[DIRECTIONS FOR THIS TASK] From the entries that follow, list every line in which the string "marker" appears.
___ EXTRACTED INFORMATION ___
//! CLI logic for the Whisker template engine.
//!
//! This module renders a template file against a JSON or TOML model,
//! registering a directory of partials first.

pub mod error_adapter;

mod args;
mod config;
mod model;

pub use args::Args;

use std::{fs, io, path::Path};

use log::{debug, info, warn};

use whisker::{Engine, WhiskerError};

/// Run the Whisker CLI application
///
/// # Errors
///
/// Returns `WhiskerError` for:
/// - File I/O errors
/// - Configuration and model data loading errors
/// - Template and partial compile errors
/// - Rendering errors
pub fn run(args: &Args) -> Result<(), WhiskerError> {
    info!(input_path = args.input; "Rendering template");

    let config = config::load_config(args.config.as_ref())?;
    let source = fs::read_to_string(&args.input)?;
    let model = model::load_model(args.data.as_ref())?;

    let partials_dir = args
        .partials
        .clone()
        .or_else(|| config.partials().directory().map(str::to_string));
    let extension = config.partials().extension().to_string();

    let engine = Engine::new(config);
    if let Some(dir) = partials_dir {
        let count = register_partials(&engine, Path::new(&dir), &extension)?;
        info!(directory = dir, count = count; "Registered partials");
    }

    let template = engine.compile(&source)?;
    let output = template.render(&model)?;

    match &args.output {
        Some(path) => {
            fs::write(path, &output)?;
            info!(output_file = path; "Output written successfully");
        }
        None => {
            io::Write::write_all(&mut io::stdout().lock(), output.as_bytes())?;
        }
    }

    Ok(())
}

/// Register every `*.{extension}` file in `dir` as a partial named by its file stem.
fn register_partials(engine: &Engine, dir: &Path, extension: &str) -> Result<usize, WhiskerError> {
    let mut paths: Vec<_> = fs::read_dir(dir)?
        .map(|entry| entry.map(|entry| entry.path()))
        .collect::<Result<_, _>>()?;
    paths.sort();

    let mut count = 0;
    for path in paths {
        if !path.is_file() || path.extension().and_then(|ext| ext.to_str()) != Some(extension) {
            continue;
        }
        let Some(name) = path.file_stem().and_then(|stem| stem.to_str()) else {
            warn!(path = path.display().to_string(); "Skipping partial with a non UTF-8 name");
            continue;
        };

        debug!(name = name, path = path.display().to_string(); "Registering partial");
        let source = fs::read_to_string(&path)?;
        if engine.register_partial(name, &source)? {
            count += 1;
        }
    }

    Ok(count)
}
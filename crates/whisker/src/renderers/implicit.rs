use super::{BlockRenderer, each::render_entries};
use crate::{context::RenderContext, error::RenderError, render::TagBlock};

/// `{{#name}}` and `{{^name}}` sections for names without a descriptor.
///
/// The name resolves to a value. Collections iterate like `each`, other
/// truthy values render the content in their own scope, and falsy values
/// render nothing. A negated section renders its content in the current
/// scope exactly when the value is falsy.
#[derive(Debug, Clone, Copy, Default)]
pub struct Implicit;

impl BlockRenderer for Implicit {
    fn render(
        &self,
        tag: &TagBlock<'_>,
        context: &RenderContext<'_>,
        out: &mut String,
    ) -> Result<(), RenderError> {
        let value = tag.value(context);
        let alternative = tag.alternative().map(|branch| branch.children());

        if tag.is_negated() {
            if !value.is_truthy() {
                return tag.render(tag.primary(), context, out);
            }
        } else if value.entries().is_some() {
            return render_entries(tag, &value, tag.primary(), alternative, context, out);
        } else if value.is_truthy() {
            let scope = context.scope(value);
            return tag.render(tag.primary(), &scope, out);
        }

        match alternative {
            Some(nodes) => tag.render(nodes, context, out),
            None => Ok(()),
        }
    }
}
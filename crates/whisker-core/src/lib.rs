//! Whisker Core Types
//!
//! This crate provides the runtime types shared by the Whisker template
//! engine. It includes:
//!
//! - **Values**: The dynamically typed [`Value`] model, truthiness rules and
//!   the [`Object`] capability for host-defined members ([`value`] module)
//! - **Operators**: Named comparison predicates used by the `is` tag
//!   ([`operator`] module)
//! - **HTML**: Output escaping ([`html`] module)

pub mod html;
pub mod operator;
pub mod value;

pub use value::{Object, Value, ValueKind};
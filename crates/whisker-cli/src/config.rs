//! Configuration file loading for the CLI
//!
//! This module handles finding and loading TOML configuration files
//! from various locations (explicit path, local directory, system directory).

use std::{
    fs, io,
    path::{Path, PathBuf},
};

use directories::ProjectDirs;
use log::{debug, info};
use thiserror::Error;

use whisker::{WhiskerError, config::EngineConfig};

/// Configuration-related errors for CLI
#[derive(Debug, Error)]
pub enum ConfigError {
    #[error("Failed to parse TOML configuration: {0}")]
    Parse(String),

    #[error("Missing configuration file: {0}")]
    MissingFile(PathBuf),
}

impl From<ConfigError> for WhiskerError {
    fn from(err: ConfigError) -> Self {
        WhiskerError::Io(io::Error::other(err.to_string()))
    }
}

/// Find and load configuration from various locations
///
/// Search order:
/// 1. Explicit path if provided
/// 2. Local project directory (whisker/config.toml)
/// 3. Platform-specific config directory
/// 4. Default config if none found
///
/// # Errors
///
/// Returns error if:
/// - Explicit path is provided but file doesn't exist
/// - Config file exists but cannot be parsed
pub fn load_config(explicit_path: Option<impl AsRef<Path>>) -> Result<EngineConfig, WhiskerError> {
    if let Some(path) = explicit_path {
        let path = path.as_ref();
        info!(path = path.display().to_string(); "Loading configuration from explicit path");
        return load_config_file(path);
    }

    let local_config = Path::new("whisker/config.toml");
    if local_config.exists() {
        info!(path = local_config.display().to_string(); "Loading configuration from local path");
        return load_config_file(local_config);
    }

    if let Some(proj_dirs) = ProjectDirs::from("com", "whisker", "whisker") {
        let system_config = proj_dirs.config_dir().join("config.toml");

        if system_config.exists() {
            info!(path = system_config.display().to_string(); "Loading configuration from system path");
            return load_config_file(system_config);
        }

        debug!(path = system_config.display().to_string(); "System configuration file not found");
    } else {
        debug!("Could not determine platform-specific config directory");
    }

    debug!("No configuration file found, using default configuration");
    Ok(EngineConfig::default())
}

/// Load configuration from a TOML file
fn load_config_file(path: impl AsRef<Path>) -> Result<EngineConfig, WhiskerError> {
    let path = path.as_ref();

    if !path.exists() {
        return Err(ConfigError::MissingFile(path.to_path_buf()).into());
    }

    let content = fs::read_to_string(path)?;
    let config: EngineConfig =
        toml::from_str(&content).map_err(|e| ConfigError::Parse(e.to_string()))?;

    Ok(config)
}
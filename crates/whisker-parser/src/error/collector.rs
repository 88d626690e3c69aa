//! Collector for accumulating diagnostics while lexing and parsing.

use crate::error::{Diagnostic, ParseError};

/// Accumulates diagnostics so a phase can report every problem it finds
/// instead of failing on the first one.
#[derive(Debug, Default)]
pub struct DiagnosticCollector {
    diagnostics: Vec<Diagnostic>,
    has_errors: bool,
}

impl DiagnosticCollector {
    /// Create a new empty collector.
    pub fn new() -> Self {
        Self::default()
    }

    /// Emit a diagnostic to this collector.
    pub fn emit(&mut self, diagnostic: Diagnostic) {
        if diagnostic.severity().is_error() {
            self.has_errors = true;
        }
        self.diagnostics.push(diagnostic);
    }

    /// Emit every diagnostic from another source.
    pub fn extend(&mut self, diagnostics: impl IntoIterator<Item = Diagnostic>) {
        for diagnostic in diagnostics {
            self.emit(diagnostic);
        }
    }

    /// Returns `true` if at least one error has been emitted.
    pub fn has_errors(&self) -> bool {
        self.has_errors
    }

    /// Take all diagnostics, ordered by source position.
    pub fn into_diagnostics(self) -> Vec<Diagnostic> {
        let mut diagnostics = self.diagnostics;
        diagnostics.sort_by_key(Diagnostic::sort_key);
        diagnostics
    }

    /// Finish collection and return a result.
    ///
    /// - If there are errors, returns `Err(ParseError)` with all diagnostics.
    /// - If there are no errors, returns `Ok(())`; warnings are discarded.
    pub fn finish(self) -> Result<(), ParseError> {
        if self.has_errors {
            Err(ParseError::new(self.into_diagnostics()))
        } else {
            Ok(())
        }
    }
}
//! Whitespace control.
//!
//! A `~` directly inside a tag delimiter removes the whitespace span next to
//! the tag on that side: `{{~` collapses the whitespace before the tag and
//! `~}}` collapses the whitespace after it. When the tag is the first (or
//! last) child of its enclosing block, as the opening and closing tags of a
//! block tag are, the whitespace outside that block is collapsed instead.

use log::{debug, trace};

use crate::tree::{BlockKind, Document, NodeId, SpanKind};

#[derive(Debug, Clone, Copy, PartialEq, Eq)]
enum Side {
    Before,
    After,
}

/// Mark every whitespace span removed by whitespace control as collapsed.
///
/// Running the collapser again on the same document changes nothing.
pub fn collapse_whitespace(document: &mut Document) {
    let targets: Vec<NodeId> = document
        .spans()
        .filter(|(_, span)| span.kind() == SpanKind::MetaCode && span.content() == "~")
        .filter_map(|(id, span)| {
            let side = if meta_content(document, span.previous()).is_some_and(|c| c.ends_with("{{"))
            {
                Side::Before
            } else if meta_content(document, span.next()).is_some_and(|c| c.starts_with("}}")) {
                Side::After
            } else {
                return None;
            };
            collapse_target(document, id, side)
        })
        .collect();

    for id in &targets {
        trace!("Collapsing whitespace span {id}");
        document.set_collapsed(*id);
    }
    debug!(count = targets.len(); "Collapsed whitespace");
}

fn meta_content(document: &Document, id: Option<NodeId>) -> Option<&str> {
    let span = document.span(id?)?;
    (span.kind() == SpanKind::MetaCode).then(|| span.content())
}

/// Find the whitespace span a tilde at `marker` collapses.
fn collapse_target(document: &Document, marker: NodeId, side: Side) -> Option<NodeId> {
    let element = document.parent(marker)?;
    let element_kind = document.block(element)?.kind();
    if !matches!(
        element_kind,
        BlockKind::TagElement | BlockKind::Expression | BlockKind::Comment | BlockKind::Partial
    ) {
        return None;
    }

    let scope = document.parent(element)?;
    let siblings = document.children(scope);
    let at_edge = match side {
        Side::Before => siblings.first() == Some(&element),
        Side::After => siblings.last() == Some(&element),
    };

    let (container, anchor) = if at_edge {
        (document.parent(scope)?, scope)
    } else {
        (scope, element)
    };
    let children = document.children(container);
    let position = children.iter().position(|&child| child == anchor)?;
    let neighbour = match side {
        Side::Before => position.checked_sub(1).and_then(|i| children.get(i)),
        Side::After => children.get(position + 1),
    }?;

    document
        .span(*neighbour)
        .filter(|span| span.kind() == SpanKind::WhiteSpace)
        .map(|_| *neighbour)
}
___
[RESPONSE AREA]
/// Find the whitespace span a tilde at `marker` collapses.
fn collapse_target(document: &Document, marker: NodeId, side: Side) -> Option<NodeId> {
    let element = document.parent(marker)?;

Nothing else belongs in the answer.